**YOUR ASSIGNMENT:**
Restate all of the entries verbatim.

Stored data entries
========================

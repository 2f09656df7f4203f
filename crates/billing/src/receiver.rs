//! Webhook receiver
//!
//! Entry point for gateway deliveries. Each gate below runs in order and the
//! first one to fail decides the response:
//!
//! 1. content type is JSON
//! 2. signature header present
//! 3. body parses into an event
//! 4. event id not already processed
//! 5. signature verifies
//! 6. event id claimed atomically, then processed
//!
//! Processing failures never reach the gateway. Transient ones go to the
//! retry scheduler and permanent ones to the dead-letter queue; both respond
//! 200. The event id stays claimed in either case so a redelivery is a no-op.

use std::sync::Arc;

use async_trait::async_trait;
use tokio::time::Instant;

use crate::error::{BillingError, BillingResult};
use crate::event::WebhookEvent;
use crate::health::HealthTracker;
use crate::idempotency::IdempotencyStore;
use crate::processor::{PaymentProcessor, ProcessOutcome};
use crate::retry::{EnqueueOutcome, RetryQueueItem, RetryScheduler, RetryTarget};
use crate::signature::SignatureVerifier;

pub const MISSING_SIGNATURE: &str = "Missing webhook signature";

/// An inbound delivery, stripped of transport details
#[derive(Debug, Clone, Copy)]
pub struct WebhookRequest<'a> {
    pub content_type: Option<&'a str>,
    pub signature: Option<&'a str>,
    pub body: &'a [u8],
}

#[derive(Debug, Clone, PartialEq, Eq)]
pub enum WebhookOutcome {
    Processed(ProcessOutcome),
    Duplicate,
    QueuedForRetry { attempts: u32 },
    DeadLettered { error_code: &'static str },
    Rejected {
        status: u16,
        error_code: &'static str,
        message: String,
    },
}

impl WebhookOutcome {
    /// HTTP status returned to the gateway
    pub fn status_code(&self) -> u16 {
        match self {
            WebhookOutcome::Rejected { status, .. } => *status,
            _ => 200,
        }
    }

    pub fn label(&self) -> &'static str {
        match self {
            WebhookOutcome::Processed(ProcessOutcome::Ignored) => "ignored",
            WebhookOutcome::Processed(_) => "processed",
            WebhookOutcome::Duplicate => "duplicate",
            WebhookOutcome::QueuedForRetry { .. } => "queued_for_retry",
            WebhookOutcome::DeadLettered { .. } => "dead_lettered",
            WebhookOutcome::Rejected { .. } => "rejected",
        }
    }

    fn rejected(status: u16, error: &BillingError) -> Self {
        WebhookOutcome::Rejected {
            status,
            error_code: error.code(),
            message: error.to_string(),
        }
    }
}

pub struct WebhookReceiver {
    provider: String,
    verifier: SignatureVerifier,
    idempotency: Arc<dyn IdempotencyStore>,
    processor: Arc<PaymentProcessor>,
    scheduler: Arc<RetryScheduler>,
    health: HealthTracker,
}

impl WebhookReceiver {
    pub fn new(
        provider: impl Into<String>,
        verifier: SignatureVerifier,
        idempotency: Arc<dyn IdempotencyStore>,
        processor: Arc<PaymentProcessor>,
        scheduler: Arc<RetryScheduler>,
        health: HealthTracker,
    ) -> Self {
        Self {
            provider: provider.into(),
            verifier,
            idempotency,
            processor,
            scheduler,
            health,
        }
    }

    pub fn provider(&self) -> &str {
        &self.provider
    }

    /// Run a delivery through every gate and report what happened
    pub async fn receive(&self, request: WebhookRequest<'_>) -> (Option<String>, WebhookOutcome) {
        let started = Instant::now();

        let (event, outcome) = match self.validate(&request) {
            Ok((event, signature)) => {
                let outcome = self.handle(&event, signature, request.body).await;
                (Some(event), outcome)
            }
            Err(e) => (None, WebhookOutcome::rejected(400, &e)),
        };

        let duration_ms = started.elapsed().as_millis() as u64;
        let event_id = event.as_ref().map(|e| e.event_id.clone());
        let event_type = event.as_ref().map_or("unknown", |e| e.event_type.as_str());

        match &outcome {
            WebhookOutcome::Rejected {
                status, message, ..
            } => tracing::warn!(
                event_id = ?event_id,
                event_type = %event_type,
                status = *status,
                outcome = outcome.label(),
                error = %message,
                duration_ms = duration_ms,
                "Webhook rejected"
            ),
            _ => tracing::info!(
                event_id = ?event_id,
                event_type = %event_type,
                status = outcome.status_code(),
                outcome = outcome.label(),
                duration_ms = duration_ms,
                "Webhook handled"
            ),
        }

        (event_id, outcome)
    }

    /// Gates 1-3
    fn validate<'a>(
        &self,
        request: &WebhookRequest<'a>,
    ) -> BillingResult<(WebhookEvent, &'a str)> {
        if !request.content_type.is_some_and(is_json) {
            return Err(BillingError::Validation(
                "Content-Type must be application/json".to_string(),
            ));
        }

        let signature = request
            .signature
            .map(str::trim)
            .filter(|s| !s.is_empty())
            .ok_or_else(|| BillingError::Validation(MISSING_SIGNATURE.to_string()))?;

        let event = WebhookEvent::parse(request.body)?;
        Ok((event, signature))
    }

    /// Gates 4-6
    async fn handle(&self, event: &WebhookEvent, signature: &str, body: &[u8]) -> WebhookOutcome {
        match self.idempotency.has(&event.event_id).await {
            Ok(true) => return WebhookOutcome::Duplicate,
            Ok(false) => {}
            Err(e) => {
                tracing::error!(event_id = %event.event_id, error = %e, "Idempotency lookup failed");
                return WebhookOutcome::rejected(500, &e);
            }
        }

        if !self.verifier.verify(body, signature) {
            tracing::warn!(
                security_event = "webhook_signature_invalid",
                provider = %self.provider,
                event_id = %event.event_id,
                event_type = %event.event_type,
                "Webhook signature verification failed"
            );
            return WebhookOutcome::rejected(400, &BillingError::SignatureInvalid);
        }

        match self.claim(&event.event_id).await {
            Ok(()) => {}
            Err(BillingError::DuplicateEvent(_)) => return WebhookOutcome::Duplicate,
            Err(e) => {
                tracing::error!(event_id = %event.event_id, error = %e, "Idempotency claim failed");
                return WebhookOutcome::rejected(500, &e);
            }
        }

        match self.processor.process(event).await {
            Ok(outcome) => {
                self.health.record_success();
                WebhookOutcome::Processed(outcome)
            }
            Err(e) if e.is_retryable() => {
                self.health.record_failure();
                let enqueued = self
                    .scheduler
                    .enqueue(
                        &event.event_id,
                        body.to_vec(),
                        signature,
                        self.scheduler.config().max_retries,
                        Some(event.event_type.clone()),
                        &e,
                    )
                    .await;
                match enqueued {
                    EnqueueOutcome::Scheduled { attempts, .. } => {
                        WebhookOutcome::QueuedForRetry { attempts }
                    }
                    EnqueueOutcome::AlreadyQueued => WebhookOutcome::QueuedForRetry { attempts: 1 },
                    EnqueueOutcome::DeadLettered => WebhookOutcome::DeadLettered {
                        error_code: e.code(),
                    },
                }
            }
            Err(e) => {
                self.health.record_failure();
                self.scheduler
                    .dead_letter_now(
                        &event.event_id,
                        body.to_vec(),
                        signature,
                        Some(event.event_type.clone()),
                        &e,
                    )
                    .await;
                WebhookOutcome::DeadLettered {
                    error_code: e.code(),
                }
            }
        }
    }

    /// Atomically take ownership of an event id. A lost race is `DuplicateEvent`.
    async fn claim(&self, event_id: &str) -> BillingResult<()> {
        if self.idempotency.record(event_id).await? {
            Ok(())
        } else {
            Err(BillingError::DuplicateEvent(event_id.to_string()))
        }
    }
}

/// Retries re-enter at processing; the signature was verified on receipt.
#[async_trait]
impl RetryTarget for WebhookReceiver {
    async fn retry(&self, item: &RetryQueueItem) -> BillingResult<()> {
        let event = WebhookEvent::parse(&item.payload)?;
        self.processor.process(&event).await.map(|_| ())
    }
}

fn is_json(content_type: &str) -> bool {
    content_type
        .split(';')
        .next()
        .is_some_and(|mime| mime.trim().eq_ignore_ascii_case("application/json"))
}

========================

**SOLUTION FOR THIS PROBLEM:**
repository 2f09656df7f4203f
filename crates/billing/src/receiver.rs
//! Webhook receiver
//!
//! Entry point for gateway deliveries. Each gate below runs in order and the
//! first one to fail decides the response:
//!
//! 1. content type is JSON
//! 2. signature header present
//! 3. body parses into an event
//! 4. event id not already processed
//! 5. signature verifies
//! 6. event id claimed atomically, then processed
//!
//! Processing failures never reach the gateway. Transient ones go to the
//! retry scheduler and permanent ones to the dead-letter queue; both respond
//! 200. The event id stays claimed in either case so a redelivery is a no-op.

use std::sync::Arc;

use async_trait::async_trait;
use tokio::time::Instant;

use crate::error::{BillingError, BillingResult};
use crate::event::WebhookEvent;
use crate::health::HealthTracker;
use crate::idempotency::IdempotencyStore;
use crate::processor::{PaymentProcessor, ProcessOutcome};
use crate::retry::{EnqueueOutcome, RetryQueueItem, RetryScheduler, RetryTarget};
use crate::signature::SignatureVerifier;

pub const MISSING_SIGNATURE: &str = "Missing webhook signature";

/// An inbound delivery, stripped of transport details
#[derive(Debug, Clone, Copy)]
pub struct WebhookRequest<'a> {
    pub content_type: Option<&'a str>,
    pub signature: Option<&'a str>,
    pub body: &'a [u8],
}

#[derive(Debug, Clone, PartialEq, Eq)]
pub enum WebhookOutcome {
    Processed(ProcessOutcome),
    Duplicate,
    QueuedForRetry { attempts: u32 },
    DeadLettered { error_code: &'static str },
    Rejected {
        status: u16,
        error_code: &'static str,
        message: String,
    },
}

impl WebhookOutcome {
    /// HTTP status returned to the gateway
    pub fn status_code(&self) -> u16 {
        match self {
            WebhookOutcome::Rejected { status, .. } => *status,
            _ => 200,
        }
    }

    pub fn label(&self) -> &'static str {
        match self {
            WebhookOutcome::Processed(ProcessOutcome::Ignored) => "ignored",
            WebhookOutcome::Processed(_) => "processed",
            WebhookOutcome::Duplicate => "duplicate",
            WebhookOutcome::QueuedForRetry { .. } => "queued_for_retry",
            WebhookOutcome::DeadLettered { .. } => "dead_lettered",
            WebhookOutcome::Rejected { .. } => "rejected",
        }
    }

    fn rejected(status: u16, error: &BillingError) -> Self {
        WebhookOutcome::Rejected {
            status,
            error_code: error.code(),
            message: error.to_string(),
        }
    }
}

pub struct WebhookReceiver {
    provider: String,
    verifier: SignatureVerifier,
    idempotency: Arc<dyn IdempotencyStore>,
    processor: Arc<PaymentProcessor>,
    scheduler: Arc<RetryScheduler>,
    health: HealthTracker,
}

impl WebhookReceiver {
    pub fn new(
        provider: impl Into<String>,
        verifier: SignatureVerifier,
        idempotency: Arc<dyn IdempotencyStore>,
        processor: Arc<PaymentProcessor>,
        scheduler: Arc<RetryScheduler>,
        health: HealthTracker,
    ) -> Self {
        Self {
            provider: provider.into(),
            verifier,
            idempotency,
            processor,
            scheduler,
            health,
        }
    }

    pub fn provider(&self) -> &str {
        &self.provider
    }

    /// Run a delivery through every gate and report what happened
    pub async fn receive(&self, request: WebhookRequest<'_>) -> (Option<String>, WebhookOutcome) {
        let started = Instant::now();

        let (event, outcome) = match self.validate(&request) {
            Ok((event, signature)) => {
                let outcome = self.handle(&event, signature, request.body).await;
                (Some(event), outcome)
            }
            Err(e) => (None, WebhookOutcome::rejected(400, &e)),
        };

        let duration_ms = started.elapsed().as_millis() as u64;
        let event_id = event.as_ref().map(|e| e.event_id.clone());
        let event_type = event.as_ref().map_or("unknown", |e| e.event_type.as_str());

        match &outcome {
            WebhookOutcome::Rejected {
                status, message, ..
            } => tracing::warn!(
                event_id = ?event_id,
                event_type = %event_type,
                status = *status,
                outcome = outcome.label(),
                error = %message,
                duration_ms = duration_ms,
                "Webhook rejected"
            ),
            _ => tracing::info!(
                event_id = ?event_id,
                event_type = %event_type,
                status = outcome.status_code(),
                outcome = outcome.label(),
                duration_ms = duration_ms,
                "Webhook handled"
            ),
        }

        (event_id, outcome)
    }

    /// Gates 1-3
    fn validate<'a>(
        &self,
        request: &WebhookRequest<'a>,
    ) -> BillingResult<(WebhookEvent, &'a str)> {
        if !request.content_type.is_some_and(is_json) {
            return Err(BillingError::Validation(
                "Content-Type must be application/json".to_string(),
            ));
        }

        let signature = request
            .signature
            .map(str::trim)
            .filter(|s| !s.is_empty())
            .ok_or_else(|| BillingError::Validation(MISSING_SIGNATURE.to_string()))?;

        let event = WebhookEvent::parse(request.body)?;
        Ok((event, signature))
    }

    /// Gates 4-6
    async fn handle(&self, event: &WebhookEvent, signature: &str, body: &[u8]) -> WebhookOutcome {
        match self.idempotency.has(&event.event_id).await {
            Ok(true) => return WebhookOutcome::Duplicate,
            Ok(false) => {}
            Err(e) => {
                tracing::error!(event_id = %event.event_id, error = %e, "Idempotency lookup failed");
                return WebhookOutcome::rejected(500, &e);
            }
        }

        if !self.verifier.verify(body, signature) {
            tracing::warn!(
                security_event = "webhook_signature_invalid",
                provider = %self.provider,
                event_id = %event.event_id,
                event_type = %event.event_type,
                "Webhook signature verification failed"
            );
            return WebhookOutcome::rejected(400, &BillingError::SignatureInvalid);
        }

        match self.claim(&event.event_id).await {
            Ok(()) => {}
            Err(BillingError::DuplicateEvent(_)) => return WebhookOutcome::Duplicate,
            Err(e) => {
                tracing::error!(event_id = %event.event_id, error = %e, "Idempotency claim failed");
                return WebhookOutcome::rejected(500, &e);
            }
        }

        match self.processor.process(event).await {
            Ok(outcome) => {
                self.health.record_success();
                WebhookOutcome::Processed(outcome)
            }
            Err(e) if e.is_retryable() => {
                self.health.record_failure();
                let enqueued = self
                    .scheduler
                    .enqueue(
                        &event.event_id,
                        body.to_vec(),
                        signature,
                        self.scheduler.config().max_retries,
                        Some(event.event_type.clone()),
                        &e,
                    )
                    .await;
                match enqueued {
                    EnqueueOutcome::Scheduled { attempts, .. } => {
                        WebhookOutcome::QueuedForRetry { attempts }
                    }
                    EnqueueOutcome::AlreadyQueued => WebhookOutcome::QueuedForRetry { attempts: 1 },
                    EnqueueOutcome::DeadLettered => WebhookOutcome::DeadLettered {
                        error_code: e.code(),
                    },
                }
            }
            Err(e) => {
                self.health.record_failure();
                self.scheduler
                    .dead_letter_now(
                        &event.event_id,
                        body.to_vec(),
                        signature,
                        Some(event.event_type.clone()),
                        &e,
                    )
                    .await;
                WebhookOutcome::DeadLettered {
                    error_code: e.code(),
                }
            }
        }
    }

    /// Atomically take ownership of an event id. A lost race is `DuplicateEvent`.
    async fn claim(&self, event_id: &str) -> BillingResult<()> {
        if self.idempotency.record(event_id).await? {
            Ok(())
        } else {
            Err(BillingError::DuplicateEvent(event_id.to_string()))
        }
    }
}

/// Retries re-enter at processing; the signature was verified on receipt.
#[async_trait]
impl RetryTarget for WebhookReceiver {
    async fn retry(&self, item: &RetryQueueItem) -> BillingResult<()> {
        let event = WebhookEvent::parse(&item.payload)?;
        self.processor.process(&event).await.map(|_| ())
    }
}

fn is_json(content_type: &str) -> bool {
    content_type
        .split(';')
        .next()
        .is_some_and(|mime| mime.trim().eq_ignore_ascii_case("application/json"))
}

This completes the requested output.